DATA PROVIDED below:

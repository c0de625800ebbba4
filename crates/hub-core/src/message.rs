//! Messages flowing through the hub

use chrono::{DateTime, Utc};
use serde::{Deserialize, Serialize};

use crate::known_topic::MessageDirection;
use crate::topic::{full_qualified_topic, TopicPath};
use crate::NULL_PAYLOAD;

/// A raw message as delivered by the transport
#[derive(Debug, Clone, PartialEq, Eq, Serialize, Deserialize)]
pub struct InboundMessage {
    /// Full transport topic (`namespace/project/topic...`)
    pub topic: String,
    pub payload: String,
    #[serde(default)]
    pub qos: u8,
    #[serde(default)]
    pub retain: bool,
}

impl InboundMessage {
    pub fn new(topic: impl Into<String>, payload: impl Into<String>) -> Self {
        Self {
            topic: topic.into(),
            payload: payload.into(),
            qos: 0,
            retain: false,
        }
    }

    pub fn with_qos(mut self, qos: u8) -> Self {
        self.qos = qos;
        self
    }

    pub fn with_retain(mut self, retain: bool) -> Self {
        self.retain = retain;
        self
    }
}

/// A message handed to the transport for publishing
#[derive(Debug, Clone, PartialEq, Eq, Hash, Serialize, Deserialize)]
pub struct OutboundMessage {
    pub topic: String,
    pub payload: String,
    #[serde(default)]
    pub qos: u8,
    #[serde(default)]
    pub retain: bool,
}

impl OutboundMessage {
    /// Create a non-retained, QoS 0 message
    ///
    /// An empty payload is replaced by [`NULL_PAYLOAD`] since brokers treat
    /// empty non-retained payloads as no-ops.
    pub fn new(topic: impl Into<String>, payload: impl Into<String>) -> Self {
        let payload = payload.into();
        Self {
            topic: topic.into(),
            payload: if payload.is_empty() {
                NULL_PAYLOAD.to_string()
            } else {
                payload
            },
            qos: 0,
            retain: false,
        }
    }

    /// Create a retained message; the payload is kept as-is
    pub fn retained(topic: impl Into<String>, payload: impl Into<String>) -> Self {
        Self {
            topic: topic.into(),
            payload: payload.into(),
            qos: 0,
            retain: true,
        }
    }

    pub fn with_qos(mut self, qos: u8) -> Self {
        self.qos = qos;
        self
    }
}

/// One received message, split into its namespace/project/topic parts
///
/// Created per inbound message and kept in the recent-value cache until
/// evicted.
#[derive(Debug, Clone, PartialEq, Serialize, Deserialize)]
pub struct TopicEntry {
    pub namespace_name: String,
    pub project_name: String,
    /// Logical topic (without namespace and project)
    pub topic: String,
    pub payload: String,
    /// Payload seen on the previous receipt of the same topic
    #[serde(default)]
    pub previous_payload: Option<String>,
    pub date_of_receipt: DateTime<Utc>,
    /// Milliseconds since the previous receipt of the same topic
    #[serde(default)]
    pub time_diff_ms: Option<i64>,
    #[serde(default)]
    pub qos: u8,
    #[serde(default)]
    pub retain: bool,
    /// Whether a known topic exists for this message
    #[serde(default)]
    pub is_known: bool,
    #[serde(default)]
    pub sender: Option<String>,
    #[serde(default)]
    pub description: Option<String>,
    #[serde(default)]
    pub message_direction: MessageDirection,
}

impl TopicEntry {
    /// Create an entry received now
    pub fn new(
        namespace_name: impl Into<String>,
        project_name: impl Into<String>,
        topic: impl Into<String>,
        payload: impl Into<String>,
    ) -> Self {
        Self {
            namespace_name: namespace_name.into(),
            project_name: project_name.into(),
            topic: topic.into(),
            payload: payload.into(),
            previous_payload: None,
            date_of_receipt: Utc::now(),
            time_diff_ms: None,
            qos: 0,
            retain: false,
            is_known: false,
            sender: None,
            description: None,
            message_direction: MessageDirection::Unknown,
        }
    }

    /// Build an entry from a parsed topic path and the raw message
    pub fn from_message(path: TopicPath, message: &InboundMessage) -> Self {
        let mut entry = Self::new(path.namespace, path.project, path.topic, &message.payload);
        entry.qos = message.qos;
        entry.retain = message.retain;
        entry
    }

    /// `namespace/project/topic`
    pub fn full_qualified_topic(&self) -> String {
        full_qualified_topic(&self.namespace_name, &self.project_name, &self.topic)
    }
}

End of DATA PROVIDED.

AIM OF THE EXERCISE: Your task is to quote the lines above, beginning with the first and ending with the one that holds "use crate::known_topic::MessageDirection;".

RESPONSE TO THE EXERCISE:
repository c0de625800ebbba4
filename crates/hub-core/src/message.rs
//! Messages flowing through the hub

use chrono::{DateTime, Utc};
use serde::{Deserialize, Serialize};

use crate::known_topic::MessageDirection;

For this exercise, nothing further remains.